Independent DIY media projects are spreading around the planet at unprecedented speed. Triggered by discontent with the mainstream media and supported by the widespread availability of media technologies, groups all over the world are creating their own channels of information and distribution in order to bypass the (mainstream) corporate media. The idea behind most of these projects is to create open platforms to which everyone can contribute - not only a small media elite with their particular interests. By eliminating the classic division between professional producers and passive audience, many issues and discussions that were previously suppressed become visible and available.
The media ´platforms´ used are as diverse as the people involved. Independent publications are produced in most regions of the world. One prominent example here in the UK is the weekly news sheet Schnews. Meanwhile, community and pirate radio stations are re-conquering the airwaves, being the only means of distributing information in many parts of the world. Video has become a particularly DIY-friendly technology, with some groups, such as the Brazilian TV Viva, organising open screenings in public places, and others, such as the German AK Kraak, producing regular video news shows. In countries with public access TV, groups such as the New York collective Paper Tiger compile videos as a TV show and screen them via public access slots. Elsewhere, other groups are starting to screen videos over the Internet - watch out, for example, for Pirate TV which is produced by the video collective Undercurrents. The Internet has many more alternative news and info sites to offer, from the grassroots noticeboard a-infos (Alternative News service) to the slightly larger non-governmental-organization (NGO) focused Oneworld online.
Digitalisation allows a combination of all these media platforms. And it makes real-time reporting of major events possible - with the integrated use of mobile phones, laptops, irc, digital cameras and email.

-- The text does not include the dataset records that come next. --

//! Fixed-size worker pool
//!
//! A pool owns `worker_count` named OS threads pulling boxed jobs from one
//! shared queue. Jobs block their worker for as long as they need (a job
//! may wait on its run decision indefinitely), which is why these are
//! threads and not async tasks.

use std::panic::{self, AssertUnwindSafe};
use std::sync::atomic::{AtomicU64, AtomicUsize, Ordering};
use std::sync::Arc;
use std::thread::{self, JoinHandle};

use parking_lot::Mutex;
use tokio::sync::mpsc;
use tracing::{debug, error, info};

use crate::error::{Error, Result};

use super::panic_message;

type PoolJob = Box<dyn FnOnce() + Send + 'static>;

#[derive(Debug, Default)]
struct PoolCounters {
    queued: AtomicUsize,
    active: AtomicUsize,
    completed: AtomicU64,
}

/// Bounded set of worker threads serving one destination
pub struct WorkerPool {
    name: String,
    worker_count: usize,
    sender: Mutex<Option<mpsc::UnboundedSender<PoolJob>>>,
    workers: Mutex<Vec<JoinHandle<()>>>,
    counters: Arc<PoolCounters>,
}

impl WorkerPool {
    /// Create a pool and start its workers
    pub fn new(name: impl Into<String>, worker_count: usize) -> Result<Arc<Self>> {
        let name = name.into();
        let worker_count = worker_count.max(1);
        let (tx, rx) = mpsc::unbounded_channel::<PoolJob>();
        let rx = Arc::new(Mutex::new(rx));
        let counters = Arc::new(PoolCounters::default());

        let mut workers = Vec::with_capacity(worker_count);
        for index in 0..worker_count {
            let rx = rx.clone();
            let counters = counters.clone();
            let thread_name = format!("{}-{}", name, index);
            let handle = thread::Builder::new()
                .name(thread_name.clone())
                .spawn(move || worker_loop(&thread_name, &rx, &counters))
                .map_err(|source| Error::PoolSpawn {
                    pool: name.clone(),
                    source,
                })?;
            workers.push(handle);
        }

        info!(pool = %name, workers = worker_count, "Worker pool started");

        Ok(Arc::new(Self {
            name,
            worker_count,
            sender: Mutex::new(Some(tx)),
            workers: Mutex::new(workers),
            counters,
        }))
    }

    pub fn name(&self) -> &str {
        &self.name
    }

    pub fn worker_count(&self) -> usize {
        self.worker_count
    }

    /// Jobs waiting for a free worker
    pub fn queued(&self) -> usize {
        self.counters.queued.load(Ordering::SeqCst)
    }

    /// Jobs currently executing
    pub fn active(&self) -> usize {
        self.counters.active.load(Ordering::SeqCst)
    }

    /// Jobs finished since the pool started
    pub fn completed(&self) -> u64 {
        self.counters.completed.load(Ordering::SeqCst)
    }

    pub fn is_shut_down(&self) -> bool {
        self.sender.lock().is_none()
    }

    /// Queue a job for execution
    pub fn execute<F>(&self, job: F) -> Result<()>
    where
        F: FnOnce() + Send + 'static,
    {
        let sender = self.sender.lock();
        let Some(tx) = sender.as_ref() else {
            return Err(Error::PoolShutDown { pool: self.name.clone() });
        };

        self.counters.queued.fetch_add(1, Ordering::SeqCst);
        tx.send(Box::new(job)).map_err(|_| {
            self.counters.queued.fetch_sub(1, Ordering::SeqCst);
            Error::PoolShutDown { pool: self.name.clone() }
        })
    }

    /// Stop accepting jobs
    ///
    /// Already queued jobs still run; workers exit once the queue drains.
    /// Returns `false` if the pool was already shut down.
    pub fn shutdown(&self) -> bool {
        let was_open = self.sender.lock().take().is_some();
        if was_open {
            info!(
                pool = %self.name,
                queued = self.queued(),
                active = self.active(),
                "Worker pool shutting down"
            );
        }
        was_open
    }

    /// Wait for all workers to exit
    ///
    /// Call after [`shutdown`](Self::shutdown). The calling thread is
    /// skipped if it is one of this pool's workers.
    pub fn join(&self) {
        let handles: Vec<_> = self.workers.lock().drain(..).collect();
        let current = thread::current().id();
        for handle in handles {
            if handle.thread().id() == current {
                continue;
            }
            if handle.join().is_err() {
                error!(pool = %self.name, "Worker thread panicked");
            }
        }
        debug!(pool = %self.name, "Worker pool joined");
    }
}

impl std::fmt::Debug for WorkerPool {
    fn fmt(&self, f: &mut std::fmt::Formatter<'_>) -> std::fmt::Result {
        f.debug_struct("WorkerPool")
            .field("name", &self.name)
            .field("worker_count", &self.worker_count)
            .field("queued", &self.queued())
            .field("active", &self.active())
            .field("shut_down", &self.is_shut_down())
            .finish()
    }
}

fn worker_loop(
    thread_name: &str,
    rx: &Mutex<mpsc::UnboundedReceiver<PoolJob>>,
    counters: &PoolCounters,
) {
    debug!(worker = %thread_name, "Worker started");
    loop {
        let job = rx.lock().blocking_recv();
        let Some(job) = job else {
            break;
        };

        counters.queued.fetch_sub(1, Ordering::SeqCst);
        counters.active.fetch_add(1, Ordering::SeqCst);

        // A panicking job must not take the worker down with it
        if let Err(payload) = panic::catch_unwind(AssertUnwindSafe(job)) {
            error!(
                worker = %thread_name,
                panic = %panic_message(payload.as_ref()),
                "Job panicked on worker"
            );
        }

        counters.active.fetch_sub(1, Ordering::SeqCst);
        counters.completed.fetch_add(1, Ordering::SeqCst);
    }
    debug!(worker = %thread_name, "Worker exiting");
}

#[cfg(test)]
mod tests {
    use super::*;
    use std::sync::mpsc as std_mpsc;
    use std::time::Duration;

    #[test]
    fn test_pool_runs_jobs() {
        let pool = WorkerPool::new("test-pool", 2).unwrap();
        let (tx, rx) = std_mpsc::channel();

        for i in 0..5 {
            let tx = tx.clone();
            pool.execute(move || tx.send(i).unwrap()).unwrap();
        }

        let mut seen: Vec<i32> = (0..5).map(|_| rx.recv_timeout(Duration::from_secs(5)).unwrap()).collect();
        seen.sort();
        assert_eq!(seen, vec![0, 1, 2, 3, 4]);
    }

    #[test]
    fn test_workers_are_named_after_pool() {
        let pool = WorkerPool::new("remote-server-x", 1).unwrap();
        let (tx, rx) = std_mpsc::channel();

        pool.execute(move || tx.send(thread::current().name().map(String::from)).unwrap())
            .unwrap();

        let name = rx.recv_timeout(Duration::from_secs(5)).unwrap().unwrap();
        assert_eq!(name, "remote-server-x-0");
    }

    #[test]
    fn test_shutdown_rejects_new_jobs_and_drains_queue() {
        let pool = WorkerPool::new("drain", 1).unwrap();
        let (tx, rx) = std_mpsc::channel();

        for i in 0..3 {
            let tx = tx.clone();
            pool.execute(move || {
                thread::sleep(Duration::from_millis(5));
                tx.send(i).unwrap();
            })
            .unwrap();
        }

        assert!(pool.shutdown());
        assert!(!pool.shutdown());
        assert!(pool.is_shut_down());
        assert!(matches!(pool.execute(|| {}), Err(Error::PoolShutDown { .. })));

        pool.join();
        assert_eq!(rx.try_iter().count(), 3);
        assert_eq!(pool.completed(), 3);
    }

    #[test]
    fn test_panicking_job_does_not_kill_worker() {
        let pool = WorkerPool::new("panics", 1).unwrap();
        let (tx, rx) = std_mpsc::channel();

        pool.execute(|| panic!("boom")).unwrap();
        pool.execute(move || tx.send("still alive").unwrap()).unwrap();

        assert_eq!(rx.recv_timeout(Duration::from_secs(5)).unwrap(), "still alive");
    }

    #[test]
    fn test_zero_workers_is_clamped_to_one() {
        let pool = WorkerPool::new("clamped", 0).unwrap();
        assert_eq!(pool.worker_count(), 1);
    }
}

The global anti-capitalism protests on June 18th 1999 saw the first co-ordinated attempt by DIY media groups to provide rapid reporting of large scale events both in London and across the globe. With London acting as an international media hub, a mixture of pictures, text reports, audio and video from around the world were posted to [j18.org and reclaimthestreets.net, painting an inspiring picture of simultaneous grassroots action in over 40 countries, with the kind of raw direct coverage that the corporate media dreams of being speedily relayed across the planet. While the site suffered from a lack of still images, video and audio coverage was streamed live out over the Internet throughout the day; with corporate websites like www.FT.com (The Financial Times) relaying the stream directly from their front-page! The reaction from corporate media was one of astonishment, with networks like CNN contacting the London Media Centre to ask just how it had all been achieved!
This DIY media reporting concept was taken a stage further during the large-scale mobilizations against the World Trade Organization in Seattle in November 1999. While the actions were again global, the Seattle ´Independent Media Center' (IMC) concentrated on providing a wealth of Seattle reports in all formats through the innovative use of a completely open publishing system. This allowed anyone with Internet access to upload either text, still images, audio or video files directly to the reporting website. With the actions spanning several days people could directly communicate and record their experiences on to the website, building not only one of the most complete records of political dissent ever, but also providing a valuable voice amidst all the chaos and smoke; in a few days the Seattle IMC site had received over 1.5 million ´hits´ from around the world.N30 report from London.
From April 16-18th 2000, the same model was used in Washington DC, USA, to provide extensive coverage of the mobilizations against the International Monetary Fund and World Bank. Again the protests were global. The scale of the coverage provided by Washington IMC of events in their own city was astounding. While many corporate news networks were reporting the restraint of the police, visitors to the Washington IMC could both see the images and hear the sounds of peaceful men and women being beaten, tear-gassed, and viciously attacked with pepper spray.
In April 2003, 3 years after the anti-WTO actions in Seattle, there are more than 100 IMCs on all continents. They are all working together; building new alliances; and are well on the way to creating their own sustainable global independent media network. A part from physical meetings, Indymedia volunteers are coordinating the production and sharing of content through a system of presently between 600 and 700 email-lists, a twiki with over 600 users on currently 2723 topics, and a number of irc chats. The global IMC network is based on openness and broad participation: all software is opensource, most lists are publicly archived, everybody can sign up to the twiki, log-on in chatrooms, or publish on the newswire.
After the anti-WTO actions in Seattle, several other IMCs were established in the US using the Seattle IMC as a model. On May 1st 2000 the name Indymedia moved across the Atlantic to London. Other European IMCs followed in Italy and France, IMC Prague was set up to cover the protests on S26 2000 in Prague.
Indymedia (IMC) UK covered the Mayday 2000 actions in London and other places in the UK on a manually maintained website and introduced some fresh approaches to reporting large actions - most importantly the ´Public Access Terminals´ physically situated in the middle of the action, making it a true street media project and empowering everyone present to communicate their own experiences and views, live and direct. After having created a large compendium of experiences and accounts of Mayday 2000, people in London established their own open publishing site running on Active Code as part of the global imc network, and began to report on other actions in order to make visible some of the events and issues which are usually suppressed by the corporate media.